LastPass also did not make mention of any new security measures being added in response to the breach. It reiterated its list of existing practices such as annual penetration testing, its bug bounty program and free regular dark web monitoring for the appearance of password manager credentials.
Password managers offer sound credential and data security, but theft of source code is concerning
In terms of handling user login credentials and stored data, LastPass appears to be doing everything right to minimize the impact of such a security breach. The hacker would not be able to get at locally-stored master passwords, and the encrypted vaults are secured with strong encryption protocols.
The part that might cause concern is the fact that source code was stolen, particularly as the password manager has opted not to share specific details about what made it out the door. LastPass has been compromised before, in a December 2021 security breach that did see master passwords potentially stolen. The attack was not detected until customers of the password manager started seeing notifications that an attempt to log in with their valid master password from a foreign country was blocked due to the unfamiliar location; some unlucky customers took to social media to report that the attackers managed to get in. However, LastPass claimed that this was a bot campaign conducted using combinations of email addresses and passwords leaked in other data breaches; the attackers were simply hitting customers that had re-used an email/password combination that had been compromised at some other site.
There is confusion about how accurate this claim is, however, as some password manager customers claimed that they continued to receive alerts about foreign login attempts with valid credentials after they had changed their master passwords.

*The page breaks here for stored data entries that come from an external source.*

//! Clustering nodes by feature similarity.
//!
//! Each node is described by a small feature vector (its centralities, and
//! optionally a numeric attribute). Columns are standardized first so no
//! single measure dominates the distance, then grouped with one of two
//! algorithms.
//!
//! ### K-means
//!
//! Assign each point to the nearest centroid, move centroids to the mean of
//! their points, repeat. Minimizes within-cluster sum of squares:
//!
//! ```text
//! J = Σ_k Σ_{x ∈ C_k} ||x - μ_k||²
//! ```
//!
//! Assumes roughly spherical, similarly sized clusters and a known k.
//!
//! ### Hierarchical (Agglomerative) Clustering
//!
//! Start with every point alone and repeatedly merge the two closest
//! clusters. The merge history forms a **dendrogram** that can be cut into
//! any number of clusters.
//!
//! ## Usage
//!
//! ```rust
//! use karate_club::cluster::{Clustering, HierarchicalClustering, Kmeans};
//!
//! let data = vec![
//!     vec![0.0, 0.0],
//!     vec![0.1, 0.1],
//!     vec![10.0, 10.0],
//!     vec![10.1, 10.1],
//! ];
//!
//! let labels = Kmeans::new(2).with_seed(42).fit_predict(&data).unwrap();
//! assert_eq!(labels[0], labels[1]);
//! assert_ne!(labels[0], labels[2]);
//!
//! let labels = HierarchicalClustering::new(2).fit_predict(&data).unwrap();
//! assert_eq!(labels, vec![0, 0, 1, 1]);
//! ```

mod dendrogram;
mod hierarchical;
mod kmeans;
mod nodes;
mod scale;
mod traits;

pub use dendrogram::{Dendrogram, Merge};
pub use hierarchical::{HierarchicalClustering, Linkage};
pub use kmeans::{Kmeans, KmeansFit};
pub use nodes::{
    assignments_by_node, hierarchical_clustering, kmeans_clustering, prepare_node_features,
    FeatureMatrix,
};
pub use scale::standardize;
pub use traits::Clustering;
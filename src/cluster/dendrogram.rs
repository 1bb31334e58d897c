//! Merge history of agglomerative clustering.
//!
//! Leaves are `0..n`; merge `i` creates cluster `n + i` (SciPy/MATLAB
//! labelling, as produced by `kodama`).

use crate::error::{Error, Result};
use std::collections::BTreeMap;

/// A single merge operation in the dendrogram.
#[derive(Debug, Clone, Copy, PartialEq)]
pub struct Merge {
    /// First cluster being merged.
    pub cluster_a: usize,
    /// Second cluster being merged.
    pub cluster_b: usize,
    /// Dissimilarity at which the merge occurred.
    pub distance: f64,
    /// Size of the resulting cluster.
    pub size: usize,
}

/// A dendrogram recording hierarchical cluster merges.
#[derive(Debug, Clone)]
pub struct Dendrogram {
    merges: Vec<Merge>,
    n_items: usize,
}

impl Dendrogram {
    /// Create an empty dendrogram over `n_items` leaves.
    pub fn new(n_items: usize) -> Self {
        Self {
            merges: Vec::with_capacity(n_items.saturating_sub(1)),
            n_items,
        }
    }

    /// Record a merge operation.
    pub fn add_merge(&mut self, cluster_a: usize, cluster_b: usize, distance: f64, size: usize) {
        self.merges.push(Merge {
            cluster_a,
            cluster_b,
            distance,
            size,
        });
    }

    /// Labels for `k` clusters: replay the first `n - k` merges.
    ///
    /// Labels are numbered by first appearance in item order.
    pub fn cut_to_k(&self, k: usize) -> Result<Vec<usize>> {
        if k == 0 || k > self.n_items {
            return Err(Error::InvalidClusterCount {
                requested: k,
                n_items: self.n_items,
            });
        }

        let mut parent: Vec<usize> = (0..self.n_items + self.merges.len()).collect();
        for (i, merge) in self.merges.iter().take(self.n_items - k).enumerate() {
            let merged = self.n_items + i;
            parent[merge.cluster_a] = merged;
            parent[merge.cluster_b] = merged;
        }

        let mut seen: BTreeMap<usize, usize> = BTreeMap::new();
        Ok((0..self.n_items)
            .map(|item| {
                // merged ids only grow, so the walk terminates
                let mut root = item;
                while parent[root] != root {
                    root = parent[root];
                }
                let next = seen.len();
                *seen.entry(root).or_insert(next)
            })
            .collect())
    }

    /// Number of original items.
    pub fn n_items(&self) -> usize {
        self.n_items
    }

    /// Number of merges recorded.
    pub fn n_merges(&self) -> usize {
        self.merges.len()
    }

    /// Iterate over merges.
    pub fn merges(&self) -> impl Iterator<Item = &Merge> {
        self.merges.iter()
    }

    /// Merge distances in merge order.
    pub fn distances(&self) -> Vec<f64> {
        self.merges.iter().map(|m| m.distance).collect()
    }
}

#[cfg(test)]
mod tests {
    use super::*;

    fn four_leaves() -> Dendrogram {
        let mut dendro = Dendrogram::new(4);
        dendro.add_merge(0, 1, 0.5, 2);
        dendro.add_merge(2, 3, 0.7, 2);
        dendro.add_merge(4, 5, 1.0, 4);
        dendro
    }

    #[test]
    fn test_dendrogram_creation() {
        let dendro = Dendrogram::new(5);
        assert_eq!(dendro.n_items(), 5);
        assert_eq!(dendro.n_merges(), 0);
    }

    #[test]
    fn test_cut_replays_merges() {
        let dendro = four_leaves();
        assert_eq!(dendro.cut_to_k(4).unwrap(), vec![0, 1, 2, 3]);
        assert_eq!(dendro.cut_to_k(3).unwrap(), vec![0, 0, 1, 2]);
        assert_eq!(dendro.cut_to_k(2).unwrap(), vec![0, 0, 1, 1]);
        assert_eq!(dendro.cut_to_k(1).unwrap(), vec![0, 0, 0, 0]);
        assert_eq!(dendro.distances(), vec![0.5, 0.7, 1.0]);
    }

    #[test]
    fn test_cut_rejects_bad_k() {
        let dendro = four_leaves();
        assert!(dendro.cut_to_k(0).is_err());
        assert!(dendro.cut_to_k(5).is_err());
    }
}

There was a prior security breach incident in 2019 in which LastPass detected and patched out a security vulnerability in the password manager’s Chrome extension that could have allowed a remote attacker to capture credentials. Incidents such as these highlight the main source of concern about the theft of source code and proprietary information; that something in the stolen information could lead attackers right to a similar exploitable vulnerability.
Ajay Arora, Co-Founder and President at BluBracket, named some of the possibilities: “Some steps that companies can take to help secure their organization involve first eliminating secrets such as passwords, credentials and API tokens in source code, followed by balancing productive access against unnecessary risk, and then tracking for any leaked code.”
LastPass offers multi-factor authentication (MFA) for additional account security, but that might not protect against every possible avenue of attack that internal information could reveal. As Tom Davison (Senior Director at Lookout) notes, MFA also requires some additional technical knowledge to set up properly: “LastPass users should stay vigilant, follow the news and watch for any unusual activity or login notifications across their accounts. It is really important to configure all of the available MFA settings provided by LastPass, including the use of an authenticator app to secure logins (SMS has been shown to be vulnerable to SIM swap attacks). For most users, additional MFA confirmations will be done via a mobile device – it is vital that this is secured too.”
Potential impact on business accounts
There is also the possibility of a “cascading” attack on other websites and businesses via their own internal administrative accounts, as LastPass counts a number of major businesses among their customers: State Farm, Patagonia and Yelp among them, with the company claiming that it has over 100,000 business accounts in total.
Password managers have become an almost requisite tool for some professionals given the amount of logins they are expected to manage, all of which should ideally have unique passwords. However, the prior LastPass security breach illustrates that some people will still re-use email and password combinations for their master password even when doing so defeats the purpose of the entire exercise; the solution in that case is more end user training and added layers of defense that assume an initial account compromise will eventually happen.
Hemant Kumar, Founder and CEO of Enpass, additionally points out that other types of password managers reduce the security breach risk by entirely storing data between user devices and their own choice of personal cloud storage account: “Developer systems are generally isolated from DevOps and production environments. But if the system has access to the production environment, the situation can have consequences … Local/offline password managers such as Enpass do not store users’ data on any one centralized server. Users select their own trusted cloud accounts like iCloud, OneDrive, Google Drive or keep their data local, discouraging hackers.”